Relaxed affordability testing to boost buyer affordability in 2025
One emerging trend that we expect to positively support market activity in the coming months is a relaxation in how lenders assess the affordability of new mortgages. While buyers focus on the mortgage rate they will pay, lenders also check whether the borrower can afford a 'stressed mortgage rate' at a higher level than the borrower will pay.
While the average 5-year fixed rate mortgage is around 4.5% today, many lenders are currently 'stress testing' affordability at 8-9%. This makes it harder to secure a mortgage without a large deposit. If average mortgage stress rates were to return to pre-2022 levels of 6.5% to 7%, this would deliver a 15-20% boost to buying power.
An average first-time buyer with mortgage repayments of £1,020pcm at a 4.5% mortgage rate would typically have to prove they could afford monthly repayments of £1,550pcm at an 8.5% stress rate. If the stress testing is relaxed to 6.5%, repayments would fall to £1,275pcm, boosting buying power. It's a similar pattern for the average homeowner, while the actual impact will vary by lender and type of borrower.

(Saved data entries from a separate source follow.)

use serde::{Deserialize, Serialize};

use super::domain::{AssessmentAnswers, Rating};

/// Points per rating step; a 1-10 rating maps onto 20-200 before averaging.
pub const RATING_WEIGHT: u16 = 20;
/// Flat points awarded when a categorical answer is present.
pub const PRESENCE_POINTS: u16 = 20;
/// Number of equally weighted dimensions averaged into the score.
pub const DIMENSION_COUNT: u16 = 5;
/// Nominal top of the published scale. The formula is not capped at this value.
pub const NOMINAL_MAX: u16 = 100;

/// The five equally weighted scoring dimensions.
#[derive(Debug, Clone, Copy, PartialEq, Eq, Hash, Serialize, Deserialize)]
#[serde(rename_all = "snake_case")]
pub enum ScoreDimension {
    Design,
    Communication,
    Strategy,
    MarketingBudget,
    Platforms,
}

impl ScoreDimension {
    pub const fn ordered() -> [Self; 5] {
        [
            Self::Design,
            Self::Communication,
            Self::Strategy,
            Self::MarketingBudget,
            Self::Platforms,
        ]
    }

    pub const fn label(self) -> &'static str {
        match self {
            Self::Design => "Design Quality",
            Self::Communication => "Communication",
            Self::Strategy => "Strategy Alignment",
            Self::MarketingBudget => "Marketing Budget",
            Self::Platforms => "Platform Usage",
        }
    }
}

/// Discrete contribution to the overall score.
#[derive(Debug, Clone, PartialEq, Eq, Serialize, Deserialize)]
pub struct ScoreComponent {
    pub dimension: ScoreDimension,
    pub points: u16,
    pub notes: String,
}

/// Weighted components plus the rounded average.
#[derive(Debug, Clone, PartialEq, Eq, Serialize, Deserialize)]
pub struct ScoreBreakdown {
    pub components: Vec<ScoreComponent>,
    pub raw_total: u16,
    pub score: u16,
}

impl ScoreBreakdown {
    pub fn from_answers(answers: &AssessmentAnswers) -> Self {
        let components: Vec<ScoreComponent> = ScoreDimension::ordered()
            .into_iter()
            .map(|dimension| component(dimension, answers))
            .collect();

        let raw_total: u16 = components.iter().map(|component| component.points).sum();
        let score = round_half_up(u32::from(raw_total), u32::from(DIMENSION_COUNT)) as u16;

        Self {
            components,
            raw_total,
            score,
        }
    }

    /// True when the uncapped formula lands above the nominal 100 point scale.
    pub fn exceeds_scale(&self) -> bool {
        self.score > NOMINAL_MAX
    }
}

fn component(dimension: ScoreDimension, answers: &AssessmentAnswers) -> ScoreComponent {
    match dimension {
        ScoreDimension::Design => rating_component(dimension, answers.design_quality),
        ScoreDimension::Communication => {
            rating_component(dimension, answers.communication_clarity)
        }
        ScoreDimension::Strategy => rating_component(dimension, answers.strategy_alignment),
        ScoreDimension::MarketingBudget => match answers.marketing_budget {
            Some(budget) => ScoreComponent {
                dimension,
                points: PRESENCE_POINTS,
                notes: format!("budget band {} selected", budget.token()),
            },
            None => ScoreComponent {
                dimension,
                points: 0,
                notes: "no marketing budget selected".to_string(),
            },
        },
        ScoreDimension::Platforms => {
            if answers.has_platforms() {
                ScoreComponent {
                    dimension,
                    points: PRESENCE_POINTS,
                    notes: format!("{} platform(s) in use", answers.platforms_used.len()),
                }
            } else {
                ScoreComponent {
                    dimension,
                    points: 0,
                    notes: "no platforms selected".to_string(),
                }
            }
        }
    }
}

fn rating_component(dimension: ScoreDimension, rating: Rating) -> ScoreComponent {
    ScoreComponent {
        dimension,
        points: u16::from(rating.value()) * RATING_WEIGHT,
        notes: format!("rated {}/{}", rating.value(), Rating::MAX),
    }
}

/// Overall audit score: the five weighted dimensions averaged and rounded half up.
pub fn score(answers: &AssessmentAnswers) -> u16 {
    ScoreBreakdown::from_answers(answers).score
}

/// Integer division rounding halves away from zero.
pub(crate) fn round_half_up(numerator: u32, denominator: u32) -> u32 {
    (2 * numerator + denominator) / (2 * denominator)
}
use crate::assess::{run_assessment, AssessArgs};
use crate::server;
use brand_audit::error::AppError;
use clap::{Args, Parser, Subcommand};

#[derive(Parser, Debug)]
#[command(
    name = "Brand Audit",
    about = "Serve the brand audit wizard or score an assessment from the command line",
    version
)]
struct Cli {
    #[command(subcommand)]
    command: Option<Command>,
}

#[derive(Subcommand, Debug)]
enum Command {
    /// Start the HTTP service (default command)
    Serve(ServeArgs),
    /// Run a saved answer set through the wizard and print the results
    Assess(AssessArgs),
}

#[derive(Args, Debug, Default)]
pub(crate) struct ServeArgs {
    /// Override the configured host for the HTTP server
    #[arg(long)]
    pub(crate) host: Option<String>,
    /// Override the configured port for the HTTP server
    #[arg(long)]
    pub(crate) port: Option<u16>,
}

pub(crate) async fn run() -> Result<(), AppError> {
    let cli = Cli::parse();
    let command = cli
        .command
        .unwrap_or_else(|| Command::Serve(ServeArgs::default()));

    match command {
        Command::Serve(args) => server::run(args).await,
        Command::Assess(args) => run_assessment(args).await,
    }
}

This change would consequently supporting demand and sales volumes. Other existing rules and regulations that remain in place will continue to impact the availability of mortgage finance.
More choice for buyers in 2025
Supply of homes for sale is 12% higher than a year ago as more sellers enter the market.
More supply means more sellers, most of whom are also buyers.
And more choice for buyers means more opportunity for wriggle room when it comes to paying the asking price.
If you would like Bristol Mortgages Online to help you with a first-time Buyer Mortgage, Remortgage or any other Mortgage or Protection needs please call Phil Clark today to book an initial consultation!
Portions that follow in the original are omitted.